For instance, a recent poll by the Henry J. Kaiser Family Foundation showed that 49% of the public believes that parts of the Patient Protection and Affordable Act or the entire act should be repealed. Nonetheless, majorities supported individual provisions such as tax credits to small businesses that provide employee health coverage, prohibiting disqualification based on pre-existing conditions, closing the Medicare “donut hole,” and subsidies for low-income Americans.

Meanwhile, Annie Lowrey of Slate mockingly writes that, while the typical American voter does not currently approve of the stimulus, “she likes virtually all of the elements of stimulus, such as the tax breaks, unemployment insurance, infrastructure investment, and bolstered food stamps — a case of the parts besting the sum, apparently. And she thinks the country needs more of those provisions.”

Progressive commentators routinely pounce on this sort of analysis and use the results as evidence that the progressives’ support for the stimulus and health care reform were sensible, while opposition was the result of ignorance. See, look at what these polls say: Americans really are nincompoops incapable of figuring out what they want or what’s best for them.

Well, not quite.

To provide context, the justification as to why economics exists as a field of study is simple: scarcity. If there weren’t shortages of things we liked, well, we wouldn’t really need a government to tell us who gets what, and when.

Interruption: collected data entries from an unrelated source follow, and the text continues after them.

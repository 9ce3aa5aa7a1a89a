//! Order domain types.
//!
//! An order is an immutable financial record: once written it is never
//! updated, and the address and item list inside it are snapshots taken
//! at commit time.

use chrono::{DateTime, Utc};
use serde::Serialize;

use replay_core::{GameId, OrderId, Price, UserId};

use super::address::Address;

/// A completed checkout.
#[derive(Debug, Clone, Serialize)]
pub struct Order {
    pub id: OrderId,
    pub user_id: UserId,
    pub created_at: DateTime<Utc>,
    /// Shipping address frozen at checkout time.
    pub shipping: Address,
    /// Item ids frozen at checkout time.
    pub game_ids: Vec<GameId>,
    /// Total computed from authoritative catalog prices.
    pub total: Price,
}

/// An order about to be committed; the store assigns id and timestamp.
#[derive(Debug, Clone)]
pub struct NewOrder {
    pub user_id: UserId,
    pub shipping: Address,
    pub game_ids: Vec<GameId>,
    pub total: Price,
}
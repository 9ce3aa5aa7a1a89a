//! CLI command implementations.

pub mod admin;
pub mod migrate;

/// Resolve the database URL from the environment.
///
/// `REPLAY_DATABASE_URL` wins; `DATABASE_URL` is the fallback so the
/// sqlx tooling and the CLI can share one variable.
pub fn database_url() -> Option<String> {
    std::env::var("REPLAY_DATABASE_URL")
        .or_else(|_| std::env::var("DATABASE_URL"))
        .ok()
}
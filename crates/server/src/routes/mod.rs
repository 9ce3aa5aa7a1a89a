//! HTTP route handlers for the store API.
//!
//! # Route Structure
//!
//! ```text
//! GET  /api/health                  - Liveness check
//! GET  /api/health/ready            - Readiness check (DB ping)
//!
//! # Auth
//! POST /api/auth/register           - Create account, open session
//! POST /api/auth/login              - Open session
//! POST /api/auth/refresh            - Rotate the refresh credential
//! POST /api/auth/logout             - Revoke the refresh credential
//! GET  /api/auth/me                 - Current user's profile
//!
//! # Catalog (public)
//! GET  /api/games                   - Paginated listing
//! GET  /api/games/search            - Substring search
//! GET  /api/games/{id}              - Game detail
//!
//! # Users
//! GET  /api/users                   - Admin-only listing
//! GET  /api/users/{id}              - Owner-or-admin profile
//!
//! # Cart and checkout (owner-or-admin)
//! GET    /api/users/{id}/cart            - Resolved cart contents
//! POST   /api/users/{id}/cart/items      - Add a game
//! DELETE /api/users/{id}/cart/items/{gid} - Remove a game (0 clears all)
//! POST   /api/users/{id}/checkout        - Commit the cart into an order
//! GET    /api/users/{id}/purchases       - Resolved purchased games
//! GET    /api/users/{id}/orders          - Order history
//! ```

pub mod auth;
pub mod cart;
pub mod checkout;
pub mod games;
pub mod users;

use axum::{
    Router,
    routing::{delete, get, post},
};

use crate::state::AppState;

/// Create the auth routes router.
pub fn auth_routes() -> Router<AppState> {
    Router::new()
        .route("/register", post(auth::register))
        .route("/login", post(auth::login))
        .route("/refresh", post(auth::refresh))
        .route("/logout", post(auth::logout))
        .route("/me", get(auth::me))
}

/// Create the public catalog routes router.
pub fn game_routes() -> Router<AppState> {
    Router::new()
        .route("/", get(games::index))
        .route("/search", get(games::search))
        .route("/{id}", get(games::show))
}

/// Create the user, cart, and checkout routes router.
pub fn user_routes() -> Router<AppState> {
    Router::new()
        .route("/", get(users::index))
        .route("/{id}", get(users::show))
        .route("/{id}/cart", get(cart::show))
        .route("/{id}/cart/items", post(cart::add))
        .route("/{id}/cart/items/{gid}", delete(cart::remove))
        .route("/{id}/checkout", post(checkout::checkout))
        .route("/{id}/purchases", get(users::purchases))
        .route("/{id}/orders", get(users::orders))
}

/// Create all API routes.
pub fn routes() -> Router<AppState> {
    Router::new()
        .nest("/api/auth", auth_routes())
        .nest("/api/games", game_routes())
        .nest("/api/users", user_routes())
}
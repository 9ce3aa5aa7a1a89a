//! Replay CLI - Database migrations and management tools.
//!
//! # Usage
//!
//! ```bash
//! # Run database migrations
//! replay-cli migrate
//!
//! # Create an admin user
//! replay-cli admin create -u admin_user -p 'a-strong-password'
//! ```
//!
//! # Commands
//!
//! - `migrate` - Run database migrations
//! - `admin create` - Create admin users

#![cfg_attr(not(test), forbid(unsafe_code))]

use clap::{Parser, Subcommand};

mod commands;

#[derive(Parser)]
#[command(name = "replay-cli")]
#[command(author, version, about = "Replay CLI tools")]
struct Cli {
    #[command(subcommand)]
    command: Commands,
}

#[derive(Subcommand)]
enum Commands {
    /// Run database migrations
    Migrate,
    /// Manage admin users
    Admin {
        #[command(subcommand)]
        action: AdminAction,
    },
}

#[derive(Subcommand)]
enum AdminAction {
    /// Create a new admin user
    Create {
        /// Admin username
        #[arg(short, long)]
        username: String,

        /// Admin password
        #[arg(short, long)]
        password: String,
    },
}

#[tokio::main]
async fn main() {
    // Initialize tracing
    tracing_subscriber::fmt::init();

    let cli = Cli::parse();

    let result: Result<(), Box<dyn std::error::Error>> = run(cli).await;

    if let Err(e) = result {
        tracing::error!("Command failed: {e}");
        std::process::exit(1);
    }
}

async fn run(cli: Cli) -> Result<(), Box<dyn std::error::Error>> {
    match cli.command {
        Commands::Migrate => commands::migrate::run().await?,
        Commands::Admin { action } => match action {
            AdminAction::Create { username, password } => {
                commands::admin::create_user(&username, &password).await?;
            }
        },
    }
    Ok(())
}
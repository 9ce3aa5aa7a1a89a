//! Type-safe price representation in integer minor units.
//!
//! Catalog prices come from the original Steam dataset, which stores prices
//! in cents. Keeping prices integral avoids floating-point rounding in
//! checkout totals.

use std::iter::Sum;
use std::ops::Add;

use serde::{Deserialize, Serialize};

/// A monetary amount in minor units (cents for USD).
#[derive(
    Debug, Clone, Copy, PartialEq, Eq, PartialOrd, Ord, Hash, Default, Serialize, Deserialize,
)]
#[serde(transparent)]
pub struct Price(i64);

impl Price {
    /// A zero price.
    pub const ZERO: Self = Self(0);

    /// Create a price from minor units (e.g. cents).
    #[must_use]
    pub const fn from_minor_units(units: i64) -> Self {
        Self(units)
    }

    /// Get the amount in minor units.
    #[must_use]
    pub const fn as_minor_units(&self) -> i64 {
        self.0
    }

    /// Format for display in major units (e.g. "$12.99").
    #[must_use]
    pub fn display(&self) -> String {
        format!("${}.{:02}", self.0 / 100, (self.0 % 100).abs())
    }
}

impl Add for Price {
    type Output = Self;

    fn add(self, rhs: Self) -> Self {
        Self(self.0.saturating_add(rhs.0))
    }
}

impl Sum for Price {
    fn sum<I: Iterator<Item = Self>>(iter: I) -> Self {
        iter.fold(Self::ZERO, Add::add)
    }
}

#[cfg(feature = "postgres")]
impl sqlx::Type<sqlx::Postgres> for Price {
    fn type_info() -> sqlx::postgres::PgTypeInfo {
        <i64 as sqlx::Type<sqlx::Postgres>>::type_info()
    }

    fn compatible(ty: &sqlx::postgres::PgTypeInfo) -> bool {
        <i64 as sqlx::Type<sqlx::Postgres>>::compatible(ty)
    }
}

#[cfg(feature = "postgres")]
impl<'r> sqlx::Decode<'r, sqlx::Postgres> for Price {
    fn decode(
        value: sqlx::postgres::PgValueRef<'r>,
    ) -> Result<Self, sqlx::error::BoxDynError> {
        let units = <i64 as sqlx::Decode<sqlx::Postgres>>::decode(value)?;
        Ok(Self(units))
    }
}

#[cfg(feature = "postgres")]
impl sqlx::Encode<'_, sqlx::Postgres> for Price {
    fn encode_by_ref(
        &self,
        buf: &mut sqlx::postgres::PgArgumentBuffer,
    ) -> Result<sqlx::encode::IsNull, sqlx::error::BoxDynError> {
        <i64 as sqlx::Encode<sqlx::Postgres>>::encode_by_ref(&self.0, buf)
    }
}

#[cfg(test)]
mod tests {
    use super::*;

    #[test]
    fn sums_minor_units() {
        let total: Price = [Price::from_minor_units(1000), Price::from_minor_units(2500)]
            .into_iter()
            .sum();
        assert_eq!(total, Price::from_minor_units(3500));
    }

    #[test]
    fn displays_major_units() {
        assert_eq!(Price::from_minor_units(1299).display(), "$12.99");
        assert_eq!(Price::from_minor_units(500).display(), "$5.00");
        assert_eq!(Price::ZERO.display(), "$0.00");
    }
}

But, alas, we live in a world with no free lunches, meaning that things — food, jewelry, large legislative proposals — all have costs.

Ask anyone if he or she would like a large flat-screen television at no cost and they’ll undoubtedly say yes. Ask them if they would like that same TV in exchange for $1,000 and they won’t be so quick to embrace the idea. This is an apt analogy for how Americans view the stimulus and health care bills. Americans may like the bills’ individual provisions, but once they see their price tags, they say, “I don’t know if it’s worth the cost.”

The flaw of the individual provision polls is that they don’t explain the actual cost of each provision, meaning respondents are provided with only half the picture. Ultimately, those polled are essentially saying that they support those provisions only in principle — it’s a philosophical inquiry, not a policy one.

The phrase, “the whole is greater than the sum of its parts” also applies here. While each provision viewed in isolation might draw majority support, the thousands of provisions that the bills contain operating together paint a far different picture — a picture that shows the federal government drastically expanding its reach and doing so at a high cost.

Although individual provision polls attempt to portray a sort of cognitive dissonance within the American public and an electorate conflicted with itself, all they ultimately reveal is the limitations of polling on such complex legislation.

Mason Herron is a political writer living in the New York City area. His work has appeared on ConservativeHomeUSA, FrumForum, as well as in the Pittsburgh Post-Gazette and Harrisburg Patriot-News.